Вы считаете меня куда моложе моих лет, и мне почти хочется скрыть свой возраст, ибо непомерно высокая эта цифра придает всему, чем я Вам докучаю, оттенок еще большей курьезности. А я, между тем, почти на год старше Макса, 3 июля мне исполняется 30 лет. Впрочем, выгляжу я почти юношей, и в зависимости от проницательности непосвященного наблюдателя, мне дают обычно от 18 до 25.

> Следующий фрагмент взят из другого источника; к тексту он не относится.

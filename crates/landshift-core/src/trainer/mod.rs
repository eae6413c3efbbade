//! Per-class transition models.
//!
//! For a target class `c` the binary label of a row is "moved into `c`":
//! prior ≠ c and posterior = c. Rows already in `c` at the prior epoch are
//! left out of that class's data entirely.
pub mod search;

use serde::{Deserialize, Serialize};
use tracing::{debug, info};

use crate::config::PipelineConfig;
use crate::error::ClassError;
use crate::features::{FeatureMatrix, FeatureSchema};
use crate::forest::{ForestParams, RandomForest};
use crate::legend::ClassId;
use crate::metrics::roc_auc;
use crate::sampling::{stratified_split, StratifiedKFold};

pub use search::{grid_search, CandidateScore, SearchOutcome, SearchSpace};

/// Transition label of one row for target class `c`.
///
/// None when the row is excluded: it already belongs to `c`, or no posterior
/// class was recorded.
pub fn transition_label(prior: ClassId, posterior: Option<ClassId>, c: ClassId) -> Option<bool> {
    if prior == c {
        return None;
    }
    posterior.map(|post| post == c)
}

/// The class-specific slice of the training pool.
#[derive(Debug, Clone, PartialEq)]
pub struct ClassDataset {
    pub class: ClassId,
    /// Row indices into the feature matrix, ascending.
    pub rows: Vec<usize>,
    pub labels: Vec<bool>,
}

impl ClassDataset {
    pub fn derive(matrix: &FeatureMatrix, class: ClassId) -> Self {
        let (rows, labels) = matrix
            .training_indices()
            .iter()
            .filter_map(|&i| {
                let r = matrix.row(i);
                transition_label(r.prior, r.posterior, class).map(|l| (i, l))
            })
            .unzip();
        Self { class, rows, labels }
    }

    pub fn len(&self) -> usize {
        self.rows.len()
    }

    pub fn is_empty(&self) -> bool {
        self.rows.is_empty()
    }

    pub fn positives(&self) -> usize {
        self.labels.iter().filter(|&&l| l).count()
    }

    fn degenerate(&self, n_rows: usize, positives: usize, note: Option<String>) -> ClassError {
        let present = match (n_rows, positives) {
            (0, _) => "no",
            (_, 0) => "negative",
            _ => "positive",
        };
        ClassError::DegenerateClass {
            class: self.class,
            present: present.to_string(),
            n_rows,
            note,
        }
    }
}

/// How the final hyperparameters were chosen.
#[derive(Debug, Clone, PartialEq, Serialize, Deserialize)]
#[serde(tag = "method", rename_all = "snake_case")]
pub enum Selection {
    /// Tuning disabled.
    Defaults,
    /// Mean cross-validated ROC AUC of the winning candidate.
    GridSearch { cv_roc_auc: f64, candidates: usize },
}

/// A fitted, immutable per-class model with its held-out partition.
#[derive(Debug, Clone, PartialEq, Serialize, Deserialize)]
pub struct TrainedModel {
    pub class: ClassId,
    pub params: ForestParams,
    pub selection: Selection,
    pub schema: FeatureSchema,
    pub forest: RandomForest,
    pub n_train: usize,
    pub n_train_positive: usize,
    /// Held-out rows (feature matrix indices) and their labels.
    pub test_rows: Vec<usize>,
    pub test_labels: Vec<bool>,
}

impl TrainedModel {
    /// Feature names paired with their importances, highest first.
    pub fn ranked_importances(&self) -> Vec<(&str, f64)> {
        let mut ranked: Vec<(&str, f64)> = self
            .schema
            .features
            .iter()
            .map(|f| f.name.as_str())
            .zip(self.forest.feature_importances().iter().copied())
            .collect();
        ranked.sort_by(|a, b| b.1.total_cmp(&a.1));
        ranked
    }
}

/// Fit the class-`c` model on the shared feature matrix.
pub fn train_class(
    matrix: &FeatureMatrix,
    class: ClassId,
    cfg: &PipelineConfig,
) -> Result<TrainedModel, ClassError> {
    let data = ClassDataset::derive(matrix, class);
    let n = data.len();
    let positives = data.positives();
    debug!(class, rows = n, positives, "class dataset derived");

    if positives == 0 || positives == n {
        let note = (n > 0 && positives == n && scope_is_gains_only(cfg, class)).then(|| {
            format!(
                "focus mode keeps only rows touching class {class} and rows already in it are \
                 excluded, so every remaining row is a gain"
            )
        });
        return Err(data.degenerate(n, positives, note));
    }
    if positives < cfg.min_positive_samples {
        return Err(ClassError::InsufficientPositives {
            class,
            positives,
            required: cfg.min_positive_samples,
        });
    }

    let split = stratified_split(&data.labels, cfg.test_size, cfg.random_seed);
    let train_rows: Vec<usize> = split.train.iter().map(|&k| data.rows[k]).collect();
    let train_labels: Vec<bool> = split.train.iter().map(|&k| data.labels[k]).collect();
    let train_pos = train_labels.iter().filter(|&&l| l).count();
    if train_pos == 0 || train_pos == train_labels.len() {
        return Err(data.degenerate(train_labels.len(), train_pos, None));
    }

    let x: Vec<&[f32]> = train_rows.iter().map(|&i| matrix.features(i)).collect();

    let (params, selection) = if cfg.hyperparameter_tuning {
        let candidates = SearchSpace::from_config(cfg).candidates();
        let folds = StratifiedKFold::new(cfg.cv_folds, cfg.random_seed);
        let outcome = grid_search(&candidates, |p| {
            cv_roc_auc(p, &x, &train_labels, &folds, cfg.random_seed)
        })
        .ok_or(ClassError::SearchFailed { class })?;
        debug!(class, best = ?outcome.best, score = outcome.best_score, "grid search done");
        (
            outcome.best,
            Selection::GridSearch {
                cv_roc_auc: outcome.best_score,
                candidates: candidates.len(),
            },
        )
    } else {
        (cfg.default_params(), Selection::Defaults)
    };

    let forest = RandomForest::fit(params, &x, &train_labels, cfg.random_seed).map_err(|e| {
        ClassError::Fit {
            class,
            message: e.to_string(),
        }
    })?;

    info!(
        class,
        n_train = train_rows.len(),
        n_test = split.test.len(),
        n_estimators = params.n_estimators,
        max_depth = ?params.max_depth,
        "model fitted"
    );

    Ok(TrainedModel {
        class,
        params,
        selection,
        schema: matrix.schema().clone(),
        forest,
        n_train: train_rows.len(),
        n_train_positive: train_pos,
        test_rows: split.test.iter().map(|&k| data.rows[k]).collect(),
        test_labels: split.test.iter().map(|&k| data.labels[k]).collect(),
    })
}

/// True when the training pool was restricted to rows touching `class`:
/// after self-transitions are dropped only gains into `class` remain.
fn scope_is_gains_only(cfg: &PipelineConfig, class: ClassId) -> bool {
    cfg.class_scope().focus_class() == Some(class)
}

/// Mean ROC AUC over the folds where it is defined.
fn cv_roc_auc(
    params: &ForestParams,
    x: &[&[f32]],
    y: &[bool],
    folds: &StratifiedKFold,
    seed: u64,
) -> Option<f64> {
    let mut scores = Vec::new();
    for fold in folds.split(y) {
        if fold.train.is_empty() || fold.test.is_empty() {
            continue;
        }
        let fx: Vec<&[f32]> = fold.train.iter().map(|&i| x[i]).collect();
        let fy: Vec<bool> = fold.train.iter().map(|&i| y[i]).collect();
        let Ok(forest) = RandomForest::fit(*params, &fx, &fy, seed) else {
            continue;
        };
        let tx: Vec<&[f32]> = fold.test.iter().map(|&i| x[i]).collect();
        let ty: Vec<bool> = fold.test.iter().map(|&i| y[i]).collect();
        if let Some(auc) = roc_auc(&forest.predict_proba(&tx), &ty) {
            scores.push(auc);
        }
    }
    if scores.is_empty() {
        return None;
    }
    Some(scores.iter().sum::<f64>() / scores.len() as f64)
}

#[cfg(test)]
mod tests {
    use super::*;
    use crate::features::{CovariateLayer, FeatureInputs, FeatureMatrixBuilder, MASK_USABLE};
    use crate::grid::{Grid, GridFrame};
    use crate::legend::{LegendEntry, LegendTable};

    #[test]
    fn label_is_pure_function_of_classes() {
        assert_eq!(transition_label(6, Some(3), 3), Some(true));
        assert_eq!(transition_label(6, Some(6), 3), Some(false));
        assert_eq!(transition_label(6, Some(1), 3), Some(false));
        assert_eq!(transition_label(3, Some(3), 3), None);
        assert_eq!(transition_label(3, Some(6), 3), None);
        assert_eq!(transition_label(6, None, 3), None);
    }

    /// 30×30 forest grid; cells in the east third turn into cropland.
    fn east_conversion() -> (LegendTable, FeatureMatrix) {
        let legend =
            LegendTable::from_entries(&[LegendEntry::new(211, 3), LegendEntry::new(311, 6)]).unwrap();
        let frame = GridFrame::unit(30, 30);
        let prior = Grid::filled(frame.clone(), 311);
        let posterior = Grid::from_vec(
            frame.clone(),
            (0..900).map(|i| if i % 30 >= 20 { 211 } else { 311 }).collect(),
        );
        let mask = Grid::filled(frame.clone(), MASK_USABLE);
        let east = Grid::from_vec(frame.clone(), (0..900).map(|i| (i % 30) as f32).collect());
        let north = Grid::from_vec(frame, (0..900).map(|i| (i / 30) as f32).collect());
        let covs = [CovariateLayer::numeric("easting", east), CovariateLayer::numeric("northing", north)];
        let matrix = FeatureMatrixBuilder::new(&legend)
            .build(FeatureInputs {
                prior: &prior,
                posterior: Some(&posterior),
                mask: &mask,
                covariates: &covs,
            })
            .unwrap();
        (legend, matrix)
    }

    fn quick_config() -> PipelineConfig {
        PipelineConfig {
            n_estimators_range: vec![10, 20],
            max_depth_range: vec![Some(4), None],
            cv_folds: 3,
            ..PipelineConfig::default()
        }
    }

    #[test]
    fn class_dataset_excludes_self_transitions() {
        let (_, matrix) = east_conversion();
        let forest_class = ClassDataset::derive(&matrix, 6);
        assert!(forest_class.is_empty());
        let cropland = ClassDataset::derive(&matrix, 3);
        assert_eq!(cropland.len(), 900);
        assert_eq!(cropland.positives(), 300);
    }

    #[test]
    fn trains_and_keeps_holdout() {
        let (_, matrix) = east_conversion();
        let model = train_class(&matrix, 3, &quick_config()).unwrap();
        assert_eq!(model.test_rows.len(), 270);
        assert_eq!(model.test_labels.iter().filter(|&&l| l).count(), 90);
        assert_eq!(model.n_train, 630);
        assert!(matches!(model.selection, Selection::GridSearch { candidates: 4, .. }));
        assert_eq!(model.ranked_importances()[0].0, "easting");
        assert!(model.test_rows.iter().all(|&r| r < matrix.n_valid()));
    }

    #[test]
    fn defaults_used_without_tuning() {
        let (_, matrix) = east_conversion();
        let cfg = PipelineConfig {
            hyperparameter_tuning: false,
            default_n_estimators: 12,
            ..PipelineConfig::default()
        };
        let model = train_class(&matrix, 3, &cfg).unwrap();
        assert_eq!(model.selection, Selection::Defaults);
        assert_eq!(model.params.n_estimators, 12);
        assert_eq!(model.params.max_depth, Some(20));
    }

    #[test]
    fn degenerate_and_sparse_classes_fail_locally() {
        let (_, matrix) = east_conversion();
        let err = train_class(&matrix, 6, &quick_config()).unwrap_err();
        assert!(matches!(err, ClassError::DegenerateClass { class: 6, n_rows: 0, .. }));
        let err = train_class(&matrix, 1, &quick_config()).unwrap_err();
        assert!(matches!(err, ClassError::DegenerateClass { class: 1, .. }));

        let strict = PipelineConfig { min_positive_samples: 500, ..quick_config() };
        let err = train_class(&matrix, 3, &strict).unwrap_err();
        assert_eq!(
            err,
            ClassError::InsufficientPositives { class: 3, positives: 300, required: 500 }
        );
    }

    #[test]
    fn training_is_reproducible() {
        let (_, matrix) = east_conversion();
        let cfg = PipelineConfig { hyperparameter_tuning: false, default_n_estimators: 8, ..quick_config() };
        let a = train_class(&matrix, 3, &cfg).unwrap();
        let b = train_class(&matrix, 3, &cfg).unwrap();
        assert_eq!(a, b);
    }
}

В том, что я вчера сказал о профессоре, на Ваш слух, возможно, могло прозвучать высокомерие, но нет, это всего лишь ревность, и ничего больше. И лишь сегодня, да и то про себя, я кое-что имею против него осознанно – это то, что он порекомендовал Вам Биндинга, которого я, правда, читал очень мало, но не встретил при этом ни единой строчки, которая не была бы насквозь фальшивой и напыщенной трескотней. И вот все это профессор насылает на Ваши сны и грезы! – А теперь, наспех, еще вот что: зачем Вы спрыгиваете на ходу с трамвая? Когда вздумаете прыгать в следующий раз, пусть всплывет перед Вами мое перепуганное лицо! А что окулист? А Ваши головные боли? Не стану читать Ваше следующее письмо, если в нем не будет ответов на эти вопросы.
Ваш Франц К.
8.11.1912
Дорогая мадемуазель Фелиция!
Ваше пред-предпоследнее письмо (а не Ваши «последние письма», как Вы изволите писать) сбило меня с толку, это правда, но я не думал, что дело обстоит настолько скверно, как это можно заключить из Вашего последнего письма. Неужто я и вправду настолько неуверен в себе? А самое затаенное мое нетерпение и неисцелимое недовольство собой неужто так и сквозят в каждой выведенной мною букве? И неужто, чтобы узнать, что я на самом деле думаю, мне сперва надо писать об этом в письмах? Худо же обстоят мои дела, а ведь именно в них я изо всех сил пытаюсь Вас втянуть!